= Combat sidestroke =

Variation of side-stroke swimming used by United States Navy SEALs

The combat sidestroke (CSS) is a variation of the side stroke that is taught to United States Navy SEAL trainees.
It is designed to provide efficient forward movement, minimal visibility, and controlled breathing, particularly when swimming in combat or rough-water conditions.
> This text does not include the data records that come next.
use schemars::JsonSchema;
use serde::{Deserialize, Serialize};

/// Scene lights seeded into the light registry at startup.
#[derive(Debug, Clone, Serialize, Deserialize, PartialEq, JsonSchema)]
#[schemars(title = "Lighting", inline)]
#[serde(default)]
pub struct LightingOptions {
    /// Ambient light color (linear RGB).
    #[schemars(skip)]
    pub ambient_color: [f32; 3],
    /// Ambient light intensity.
    #[schemars(title = "Ambient", range(min = 0.0, max = 2.0), extend("step" = 0.01))]
    pub ambient_intensity: f32,
    /// Directional light color (linear RGB).
    #[schemars(skip)]
    pub key_color: [f32; 3],
    /// Directional light intensity.
    #[schemars(title = "Key Light", range(min = 0.0, max = 5.0), extend("step" = 0.05))]
    pub key_intensity: f32,
    /// Directional light position; the light shines from here toward the
    /// origin.
    #[schemars(skip)]
    pub key_position: [f32; 3],
}

impl Default for LightingOptions {
    fn default() -> Self {
        Self {
            ambient_color: [1.0, 1.0, 1.0],
            ambient_intensity: 0.3,
            key_color: [1.0, 1.0, 1.0],
            key_intensity: 2.5,
            key_position: [0.5, 0.0, 0.866],
        }
    }
}
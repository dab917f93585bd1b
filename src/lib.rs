// -- Lint policy ---------------------------------------------------------
// This is the single source of truth for crate-wide lints.

// Broad lint groups
#![deny(clippy::all)]
#![deny(clippy::pedantic)]
#![deny(clippy::nursery)]
// Documentation
#![deny(missing_docs)]
#![deny(rustdoc::broken_intra_doc_links)]
#![deny(rustdoc::private_intra_doc_links)]
#![deny(rustdoc::bare_urls)]
// No panicking in library code
#![deny(clippy::unwrap_used)]
#![deny(clippy::expect_used)]
#![deny(clippy::panic)]
#![deny(clippy::todo)]
#![deny(clippy::unimplemented)]
// No debug/print artifacts
#![deny(clippy::dbg_macro)]
#![deny(clippy::print_stdout)]
#![deny(clippy::print_stderr)]
// Import hygiene
#![deny(clippy::wildcard_imports)]
// Function signature hygiene
#![deny(clippy::too_many_arguments)]
#![deny(clippy::fn_params_excessive_bools)]
// Clone / pass-by-value hygiene
#![deny(clippy::needless_pass_by_value)]
#![deny(clippy::implicit_clone)]
// String hygiene
#![deny(clippy::inefficient_to_string)]
#![deny(clippy::redundant_closure_for_method_calls)]
#![deny(clippy::manual_string_new)]
#![deny(clippy::str_to_string)]
// Cargo lints (warn, not deny since cargo lints can be noisy)
#![warn(clippy::cargo)]
// Unused / redundant code
#![deny(unused_results)]
#![deny(unused_qualifications)]
// Cast hygiene
#![deny(trivial_casts)]
#![deny(trivial_numeric_casts)]

//! Orbit-camera scene viewer with a multi-pass post-processing chain,
//! built on wgpu.
//!
//! A glTF scene is lit, viewed through an orbiting perspective camera, and
//! composited through a fixed chain of passes: the scene render, a gamma
//! correction pass, and a time-driven custom effect pass.
//!
//! # Key entry points
//!
//! - [`pipeline::Pipeline`] - the orchestrator owning the frame loop
//! - [`renderer::postprocess::PassChain`] - the ordered pass chain
//! - [`scheduler::FrameScheduler`] - tick state machine and effect clock
//! - [`options::Options`] - TOML-backed configuration
//!
//! # Architecture
//!
//! The orchestrator is generic over a [`renderer::postprocess::Backend`].
//! The wgpu backend lives in [`gpu`]; hosts (the native `viewer` and the
//! browser entry point in `web`) supply a [`viewport::ViewportSizer`] and a
//! [`scheduler::FramePacer`] and forward resize and pointer events. Every
//! tick runs on the host's vsync-aligned callback, so resize handling and
//! rendering never overlap.

pub mod camera;
pub mod error;
pub mod gpu;
pub mod input;
pub mod options;
pub mod pipeline;
pub mod renderer;
pub mod scene;
pub mod scheduler;
pub mod util;
#[cfg(feature = "viewer")]
pub mod viewer;
pub mod viewport;
#[cfg(all(feature = "web", target_arch = "wasm32"))]
pub mod web;

pub use error::OrbitError;
pub use pipeline::Pipeline;
#[cfg(feature = "viewer")]
pub use viewer::Viewer;
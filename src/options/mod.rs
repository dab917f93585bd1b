//! Centralized runtime options with TOML preset support.
//!
//! All tweakable settings (display, camera, lighting, gamma, effect, asset)
//! are consolidated here and serialize to/from TOML.

mod asset;
mod camera;
mod display;
mod lighting;
mod post_processing;

use std::path::Path;

pub use asset::AssetOptions;
pub use camera::CameraOptions;
pub use display::DisplayOptions;
pub use lighting::LightingOptions;
pub use post_processing::{EffectOptions, GammaOptions, TimeLaw};
use schemars::JsonSchema;
use serde::{Deserialize, Serialize};

use crate::error::OrbitError;

/// Top-level options container. All sub-structs use `#[serde(default)]` so
/// partial TOML files (e.g. only overriding `[effect]`) work correctly.
#[derive(
    Debug, Clone, Serialize, Deserialize, PartialEq, Default, JsonSchema,
)]
#[serde(default)]
pub struct Options {
    /// Surface and drawable-resolution settings.
    pub display: DisplayOptions,
    /// Camera projection and orbit-control parameters.
    pub camera: CameraOptions,
    /// Scene lights.
    pub lighting: LightingOptions,
    /// Gamma-correction pass.
    pub gamma: GammaOptions,
    /// Custom effect pass and its clock.
    pub effect: EffectOptions,
    /// Startup scene asset.
    #[schemars(skip)]
    pub asset: AssetOptions,
}

impl Options {
    /// Generate JSON Schema describing the UI-exposed options.
    #[must_use]
    pub fn json_schema() -> schemars::Schema {
        schemars::schema_for!(Options)
    }

    /// Parse options from a TOML string. Missing fields use defaults.
    ///
    /// # Errors
    ///
    /// [`OrbitError::OptionsParse`] on malformed TOML.
    pub fn from_toml(content: &str) -> Result<Self, OrbitError> {
        toml::from_str(content).map_err(|e| OrbitError::OptionsParse(e.to_string()))
    }

    /// Load options from a TOML file. Missing fields use defaults.
    ///
    /// # Errors
    ///
    /// [`OrbitError::Io`] if the file cannot be read,
    /// [`OrbitError::OptionsParse`] on malformed TOML.
    pub fn load(path: &Path) -> Result<Self, OrbitError> {
        let content = std::fs::read_to_string(path).map_err(OrbitError::Io)?;
        Self::from_toml(&content)
    }

    /// Save options to a TOML file (pretty-printed).
    ///
    /// # Errors
    ///
    /// [`OrbitError::OptionsParse`] if serialization fails,
    /// [`OrbitError::Io`] if the file cannot be written.
    pub fn save(&self, path: &Path) -> Result<(), OrbitError> {
        let content = toml::to_string_pretty(self)
            .map_err(|e| OrbitError::OptionsParse(e.to_string()))?;
        if let Some(parent) = path.parent() {
            std::fs::create_dir_all(parent).map_err(OrbitError::Io)?;
        }
        std::fs::write(path, content).map_err(OrbitError::Io)
    }
}
#[cfg(test)]
mod tests {
    use std::cell::Cell;
    use std::rc::Rc;

    use glam::Mat4;

    use super::*;
    use crate::options::TimeLaw;
    use crate::renderer::postprocess::testing::{Output, RecordingBackend};
    use crate::scene::{AssetError, Node};
    use crate::scheduler::tests::CountingPacer;
    use crate::viewport::ViewportSize;

    #[derive(Clone, Default)]
    struct TestSizer {
        size: Rc<Cell<ViewportSize>>,
        ratio: Rc<Cell<f64>>,
    }

    impl TestSizer {
        fn new(width: u32, height: u32, ratio: f64) -> Self {
            let sizer = Self::default();
            sizer.set(width, height);
            sizer.ratio.set(ratio);
            sizer
        }

        fn set(&self, width: u32, height: u32) {
            self.size.set(ViewportSize::new(width, height));
        }
    }

    impl ViewportSizer for TestSizer {
        fn current_size(&self) -> ViewportSize {
            self.size.get()
        }

        fn pixel_ratio(&self) -> f64 {
            self.ratio.get()
        }
    }

    struct Harness {
        pipeline: Pipeline<RecordingBackend>,
        backend: RecordingBackend,
        sizer: TestSizer,
        requests: Rc<Cell<u32>>,
    }

    fn harness_with(options: &Options, width: u32, height: u32, ratio: f64) -> Harness {
        let backend = RecordingBackend::default();
        let sizer = TestSizer::new(width, height, ratio);
        let pacer = CountingPacer::default();
        let requests = Rc::clone(&pacer.0);
        let pipeline = Pipeline::new(
            backend.clone(),
            Box::new(sizer.clone()),
            Box::new(pacer),
            options,
        )
        .unwrap();
        Harness {
            pipeline,
            backend,
            sizer,
            requests,
        }
    }

    fn harness(width: u32, height: u32) -> Harness {
        harness_with(&Options::default(), width, height, 1.0)
    }

    #[test]
    fn construction_sizes_everything_and_starts() {
        let h = harness(800, 600);
        assert_eq!(h.pipeline.chain().size(), (800, 600));
        assert_eq!(h.backend.surface_size(), (800, 600));
        assert_eq!(h.pipeline.camera().aspect, 800.0 / 600.0);
        assert_eq!(h.pipeline.state(), SchedulerState::Running);
        assert_eq!(h.requests.get(), 1);
        assert_eq!(h.pipeline.scene().light_count(), 2);
        assert_eq!(h.pipeline.scene().visible_lights().count(), 2);
        assert_eq!(
            h.pipeline.scene().clear_color(),
            Options::default().display.clear_color
        );
    }

    #[test]
    fn resize_is_idempotent() {
        let mut h = harness(800, 600);
        h.sizer.set(1024, 768);
        h.pipeline.resize();
        let allocated = h.backend.targets_created();
        let ids: Vec<u32> = h.pipeline.chain().targets().iter().map(|t| t.id).collect();
        let projection = h.pipeline.camera().projection();

        h.pipeline.resize();
        assert_eq!(h.backend.targets_created(), allocated);
        let again: Vec<u32> = h.pipeline.chain().targets().iter().map(|t| t.id).collect();
        assert_eq!(ids, again);
        assert_eq!(h.pipeline.camera().projection(), projection);
        assert_eq!(h.backend.surface_size(), (1024, 768));
    }

    #[test]
    fn aspect_follows_viewport() {
        let mut h = harness(800, 600);
        for (w, height) in [(1920, 1080), (300, 900), (1, 1), (1234, 567)] {
            h.sizer.set(w, height);
            h.pipeline.resize();
            assert_eq!(h.pipeline.camera().aspect, w as f32 / height as f32);
        }
    }

    #[test]
    fn degenerate_size_is_clamped() {
        let mut h = harness(800, 600);
        h.sizer.set(0, 0);
        h.pipeline.resize();
        assert!(h.pipeline.camera().aspect.is_finite());
        assert_eq!(h.pipeline.camera().aspect, 1.0);
        assert_eq!(h.pipeline.chain().size(), (1, 1));
        assert!(h.pipeline.camera().projection().is_finite());

        h.sizer.set(640, 0);
        h.pipeline.resize();
        assert_eq!(h.pipeline.camera().aspect, 640.0);
        assert_eq!(h.pipeline.tick(), TickOutcome::Rendered(3));
    }

    #[test]
    fn buffers_use_capped_pixel_ratio() {
        let h = harness_with(&Options::default(), 800, 600, 3.0);
        assert_eq!(h.pipeline.viewport().pixel_ratio(), 2.0);
        assert_eq!(h.pipeline.chain().size(), (1600, 1200));
        assert_eq!(h.backend.surface_size(), (1600, 1200));
        for target in h.pipeline.chain().targets() {
            assert_eq!((target.width, target.height), (1600, 1200));
        }
        assert_eq!(h.pipeline.camera().aspect, 800.0 / 600.0);
    }

    #[test]
    fn renders_scene_gamma_effect_in_order() {
        let mut h = harness(800, 600);
        assert_eq!(h.pipeline.tick(), TickOutcome::Rendered(3));
        let frames = h.backend.presented();
        let calls = &frames[0];
        let names: Vec<&str> = calls.iter().map(|c| c.pass.as_str()).collect();
        assert_eq!(names, ["Scene Pass", "Gamma Correction Pass", "Custom Effect Pass"]);
        assert_eq!(calls[0].input, None);
        let Output::Target(scene_out) = calls[0].output else {
            panic!("scene pass must render offscreen");
        };
        assert_eq!(calls[1].input, Some(scene_out));
        let Output::Target(gamma_out) = calls[1].output else {
            panic!("gamma pass must render offscreen");
        };
        assert_ne!(gamma_out, scene_out);
        assert_eq!(calls[2].input, Some(gamma_out));
        assert_eq!(calls[2].output, Output::Screen);
    }

    #[test]
    fn ten_ticks_at_800x600() {
        let mut h = harness(800, 600);
        for _ in 0..10 {
            assert_eq!(h.pipeline.tick(), TickOutcome::Rendered(3));
        }
        let d = 0.05_f64;
        let expected = d * 10.0 * 11.0 / 2.0;
        assert!((h.pipeline.effect_time() - expected).abs() < 1e-9);

        let frames = h.backend.presented();
        assert_eq!(frames.len(), 10);
        let last = frames[9].last().unwrap();
        assert_eq!(last.pass, "Custom Effect Pass");
        assert!((f64::from(last.time.unwrap()) - 2.75).abs() < 1e-5);
        for target in h.pipeline.chain().targets() {
            assert_eq!((target.width, target.height), (800, 600));
        }
        assert_eq!(h.pipeline.camera().aspect, 800.0 / 600.0);
        assert_eq!(h.requests.get(), 11);
    }

    #[test]
    fn effect_time_is_monotonic_and_written_before_render() {
        let mut h = harness(320, 240);
        for _ in 0..5 {
            let _ = h.pipeline.tick();
        }
        let times: Vec<f32> = h
            .backend
            .presented()
            .iter()
            .map(|frame| frame[2].time.unwrap())
            .collect();
        assert!((times[0] - 0.05).abs() < 1e-6);
        assert!(times.windows(2).all(|w| w[1] > w[0]));
    }

    #[test]
    fn linear_law_grows_by_step() {
        let mut options = Options::default();
        options.effect.time_law = TimeLaw::Linear;
        let mut h = harness_with(&options, 800, 600, 1.0);
        for _ in 0..10 {
            let _ = h.pipeline.tick();
        }
        assert!((h.pipeline.effect_time() - 0.5).abs() < 1e-9);
    }

    #[test]
    fn camera_updates_before_render() {
        let mut h = harness(800, 600);
        let start = h.pipeline.camera().eye;
        assert!(h.pipeline.handle_input(&InputEvent::Scroll { delta: 3.0 }));
        let _ = h.pipeline.tick();
        let eye = h.pipeline.camera().eye;
        assert_ne!(eye, start);
        let frames = h.backend.presented();
        assert!(frames[0].iter().all(|call| call.eye == eye));
    }

    #[test]
    fn dropped_frame_still_reschedules() {
        let mut h = harness(800, 600);
        h.backend.fail_next_frame();
        assert_eq!(h.pipeline.tick(), TickOutcome::Dropped);
        assert_eq!(h.requests.get(), 2);
        assert!(h.backend.presented().is_empty());
        assert!((h.pipeline.effect_time() - 0.05).abs() < 1e-9);

        assert_eq!(h.pipeline.tick(), TickOutcome::Rendered(3));
        assert_eq!(h.requests.get(), 3);
    }

    #[test]
    fn stop_handle_ends_the_loop() {
        let mut h = harness(800, 600);
        let _ = h.pipeline.tick();
        h.pipeline.stop_handle().stop();
        assert_eq!(h.pipeline.tick(), TickOutcome::Halted);
        assert_eq!(h.pipeline.state(), SchedulerState::Stopped);
        assert_eq!(h.requests.get(), 2);
        assert_eq!(h.backend.frames_begun(), 1);
        let time = h.pipeline.effect_time();
        assert_eq!(h.pipeline.tick(), TickOutcome::Halted);
        assert_eq!(h.pipeline.effect_time(), time);
    }

    #[test]
    fn disabled_gamma_pass_is_skipped() {
        let mut options = Options::default();
        options.gamma.enabled = false;
        let mut h = harness_with(&options, 800, 600, 1.0);
        assert_eq!(h.pipeline.tick(), TickOutcome::Rendered(2));
        let frames = h.backend.presented();
        assert_eq!(frames[0][1].pass, "Custom Effect Pass");
        assert_eq!(frames[0][1].output, Output::Screen);
    }

    #[test]
    fn failed_asset_is_logged_and_rendering_continues() {
        let mut h = harness(800, 600);
        let nodes = h.pipeline.scene().nodes().len();
        let accepted = h
            .pipeline
            .accept_asset(Err(AssetError::Fetch("404 Not Found".to_owned())));
        assert!(!accepted);
        assert_eq!(h.pipeline.scene().nodes().len(), nodes);
        assert_eq!(h.pipeline.tick(), TickOutcome::Rendered(3));
    }

    #[test]
    fn loaded_asset_is_scaled_into_the_scene() {
        let mut h = harness(800, 600);
        let revision = h.pipeline.scene().revision();
        assert!(h.pipeline.accept_asset(Ok(Node::group(Vec::new()))));
        assert!(h.pipeline.scene().revision() > revision);
        let added = h.pipeline.scene().nodes().last().unwrap();
        assert_eq!(added.transform, Mat4::from_scale(glam::Vec3::splat(2.0)));
    }
}
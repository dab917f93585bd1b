//! glTF / GLB scene import.
//!
//! Loading produces a [`LoadOutcome`]: either the asset's node tree or the
//! reason it could not be read. Callers decide what a failure means; the
//! pipeline logs it and keeps rendering without the asset.

use std::fmt;
use std::path::Path;

use glam::Mat4;

use super::node::{Mesh, Node, NodeKind};

/// Result of loading a scene asset.
pub type LoadOutcome = Result<Node, AssetError>;

/// Why a scene asset could not be loaded.
#[derive(Debug)]
pub enum AssetError {
    /// The glTF importer rejected the file or its buffers.
    Import(gltf::Error),
    /// The document parsed but contains no scene.
    NoScene,
    /// The bytes could not be fetched (network or host failure).
    Fetch(String),
    /// No worker was available to deliver the outcome.
    Disconnected,
}

impl fmt::Display for AssetError {
    fn fmt(&self, f: &mut fmt::Formatter<'_>) -> fmt::Result {
        match self {
            Self::Import(e) => write!(f, "glTF import failed: {e}"),
            Self::NoScene => write!(f, "glTF document contains no scene"),
            Self::Fetch(msg) => write!(f, "fetch failed: {msg}"),
            Self::Disconnected => {
                write!(f, "asset loader exited without a result")
            }
        }
    }
}

impl std::error::Error for AssetError {
    fn source(&self) -> Option<&(dyn std::error::Error + 'static)> {
        match self {
            Self::Import(e) => Some(e),
            _ => None,
        }
    }
}

impl From<gltf::Error> for AssetError {
    fn from(e: gltf::Error) -> Self {
        Self::Import(e)
    }
}

/// Load a `.glb` / `.gltf` file (external buffers resolved relative to it).
///
/// # Errors
///
/// [`AssetError::Import`] if the file cannot be read or decoded,
/// [`AssetError::NoScene`] if it holds no scene.
pub fn load_path(path: impl AsRef<Path>) -> LoadOutcome {
    let path = path.as_ref();
    log::info!("loading scene asset {}", path.display());
    let (document, buffers, _images) = gltf::import(path)?;
    build_tree(&document, &buffers)
}

/// Load a `.glb` or self-contained `.gltf` from memory.
///
/// # Errors
///
/// Same as [`load_path`].
pub fn load_slice(bytes: &[u8]) -> LoadOutcome {
    let (document, buffers, _images) = gltf::import_slice(bytes)?;
    build_tree(&document, &buffers)
}

/// Load `path` on a worker thread. The receiver yields exactly one outcome.
///
/// # Errors
///
/// [`std::io::Error`] if the thread cannot be spawned.
#[cfg(not(target_arch = "wasm32"))]
pub fn spawn_load(
    path: std::path::PathBuf,
) -> Result<std::sync::mpsc::Receiver<LoadOutcome>, std::io::Error> {
    let (tx, rx) = std::sync::mpsc::channel();
    let _handle = std::thread::Builder::new()
        .name("asset-loader".into())
        .spawn(move || {
            let _ = tx.send(load_path(&path));
        })?;
    Ok(rx)
}

fn build_tree(document: &gltf::Document, buffers: &[gltf::buffer::Data]) -> LoadOutcome {
    let scene = document
        .default_scene()
        .or_else(|| document.scenes().next())
        .ok_or(AssetError::NoScene)?;

    let children: Vec<Node> = scene.nodes().map(|n| convert_node(&n, buffers)).collect();
    let mut root = Node::group(children);
    root.name = scene.name().map(str::to_owned);

    let triangles: usize = count_triangles(&root);
    log::info!(
        "scene asset: {} nodes, {triangles} triangles",
        root.subtree_len()
    );
    Ok(root)
}

fn count_triangles(node: &Node) -> usize {
    let own = match &node.kind {
        NodeKind::Mesh(mesh) => mesh.triangle_count(),
        _ => 0,
    };
    own + node.children.iter().map(count_triangles).sum::<usize>()
}

fn convert_node(node: &gltf::Node<'_>, buffers: &[gltf::buffer::Data]) -> Node {
    let mut children: Vec<Node> = Vec::new();
    if let Some(mesh) = node.mesh() {
        children.extend(
            mesh.primitives()
                .filter_map(|p| convert_primitive(&p, buffers).map(Node::mesh)),
        );
    }
    children.extend(node.children().map(|c| convert_node(&c, buffers)));

    let transform = Mat4::from_cols_array_2d(&node.transform().matrix());
    let mut out = match children.len() {
        // A mesh node with a single primitive and no children collapses
        // into one leaf.
        1 if node.children().next().is_none() && node.mesh().is_some() => {
            children.remove(0)
        }
        _ => Node::group(children),
    };
    out.transform = transform;
    out.name = node.name().map(str::to_owned);
    out
}

fn convert_primitive(
    primitive: &gltf::Primitive<'_>,
    buffers: &[gltf::buffer::Data],
) -> Option<Mesh> {
    if primitive.mode() != gltf::mesh::Mode::Triangles {
        log::debug!("skipping non-triangle primitive ({:?})", primitive.mode());
        return None;
    }
    let reader = primitive.reader(|buffer| buffers.get(buffer.index()).map(|d| d.0.as_slice()));

    let positions: Vec<[f32; 3]> = reader.read_positions()?.collect();
    if positions.is_empty() {
        return None;
    }
    let normals = reader.read_normals().map(Iterator::collect);
    let indices: Vec<u32> = match reader.read_indices() {
        Some(indices) => indices.into_u32().collect(),
        None => (0..positions.len() as u32).collect(),
    };
    let color = primitive
        .material()
        .pbr_metallic_roughness()
        .base_color_factor();

    Some(Mesh::new(positions, normals, indices, color))
}

#[cfg(test)]
mod tests {
    use super::*;

    const TRIANGLE_GLTF: &str = r#"{
        "asset": { "version": "2.0" },
        "scene": 0,
        "scenes": [{ "name": "Room", "nodes": [0] }],
        "nodes": [{ "name": "Tri", "mesh": 0, "translation": [1.0, 2.0, 3.0] }],
        "meshes": [{ "primitives": [{ "attributes": { "POSITION": 0 }, "material": 0 }] }],
        "materials": [{ "pbrMetallicRoughness": { "baseColorFactor": [0.5, 0.25, 1.0, 1.0] } }],
        "buffers": [{
            "byteLength": 36,
            "uri": "data:application/octet-stream;base64,AAAAAAAAAAAAAAAAAACAPwAAAAAAAAAAAAAAAAAAgD8AAAAA"
        }],
        "bufferViews": [{ "buffer": 0, "byteLength": 36 }],
        "accessors": [{
            "bufferView": 0,
            "componentType": 5126,
            "count": 3,
            "type": "VEC3",
            "min": [0.0, 0.0, 0.0],
            "max": [1.0, 1.0, 0.0]
        }]
    }"#;

    #[test]
    fn load_slice_builds_mesh_tree() {
        let root = load_slice(TRIANGLE_GLTF.as_bytes()).unwrap();
        assert_eq!(root.name.as_deref(), Some("Room"));
        assert_eq!(root.children.len(), 1);

        let leaf = &root.children[0];
        assert_eq!(leaf.name.as_deref(), Some("Tri"));
        assert_eq!(
            leaf.transform.transform_point3(glam::Vec3::ZERO),
            glam::Vec3::new(1.0, 2.0, 3.0)
        );
        let NodeKind::Mesh(mesh) = &leaf.kind else {
            panic!("expected a mesh leaf, got {:?}", leaf.kind);
        };
        assert_eq!(mesh.positions.len(), 3);
        assert_eq!(mesh.indices, vec![0, 1, 2]);
        assert_eq!(mesh.color, [0.5, 0.25, 1.0, 1.0]);
        assert_eq!(mesh.normals[0], [0.0, 0.0, 1.0]);
    }

    #[test]
    fn garbage_bytes_are_an_import_error() {
        let err = load_slice(b"definitely not gltf").unwrap_err();
        assert!(matches!(err, AssetError::Import(_)));
    }

    #[test]
    fn missing_file_is_an_import_error() {
        let err = load_path("/nonexistent/orbitfx/room.glb").unwrap_err();
        assert!(matches!(err, AssetError::Import(_)));
        assert!(err.to_string().starts_with("glTF import failed"));
    }

    #[test]
    fn spawned_load_reports_over_channel() {
        let rx = spawn_load("/nonexistent/orbitfx/room.glb".into()).unwrap();
        let outcome = rx.recv().unwrap();
        assert!(outcome.is_err());
    }
}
The combat side stroke is a relaxing and very efficient swim stroke that is an updated version of the traditional sidestroke. The CSS is a mix of sidestroke, front crawl, and breaststroke. The combat side stroke allows the swimmer to swim more efficiently and reduces the body's profile in the water to be less likely to be seen during combat operations if surface swimming is required. The concept of CSS has been that it can be used with or without wearing swim fins (flippers) the only difference being that when wearing swim fins, the swimmer's legs will always be kicking in the regular flutter kick motion without the scissor kick. This stroke is one of the strokes that can be used for prospective SEAL candidates in the SEAL physical screening test (PST), which includes a 500-yard swim in 12 minutes 30 seconds to determine if the candidate is suitable to go to the Basic Underwater Demolitions/SEAL school.

== Basics ==
The combat side stroke uses the three main fundamentals of swimming:

- Balance: There are two things that affect balance in the water: the head and lungs. Most people, when swimming, especially when using breaststroke, will swim with their head up which forces their hips to sink down, which is like they are swimming uphill and is a sign of being less comfortable. However, if the body is flat/horizontal or more parallel to the waterline, it is far more effective and will allow the swimmer to feel more comfortable in the water.
- Length: The taller the person is, the faster the speed through the water. As a result, it is important that the swimmer be fully stretched horizontally in the water, as this will reduce the body's drag through the water and allow a higher speed.
- Rotation: In most sports, such as baseball, when the batter swings the baseball bat, they will rotate the hips to increase the power of the swing. The same principle is applied to swimming. If the swimmer engages the hips and uses the body's core muscles, it will increase power.

== Side stroke variants ==
There are two forms to the combat side stroke: the full combat side stroke and the combat sprinter side stroke. The sprinter side stroke allows the swimmer to move faster in the water compared to the full side stroke.

=== Full side stroke ===
The swimmer starts with the body flat and arms in a fully extended position in the water, facing downward, and legs flutter-kicking. One arm then pulls down in the water to the side of the body; at the same time, the body rotates, and the head takes a breath to the side. The second arm then pulls down with the arm to the side of the body, and the head moves back, facing the bottom of the pool, enabling the body to stay horizontal in the water. The hands move forward fully extended in front of the head while simultaneously performing a scissor-kicking motion, corkscrewing the body back to being flat in the water.

=== Sprinter side stroke ===
The only difference between the full side stroke and sprinter side stroke is instead of bringing the second lead arm fully down to the side of the body, the arm will only half stroke; the arm moves halfway towards the body and is then brought back to the fully extended position.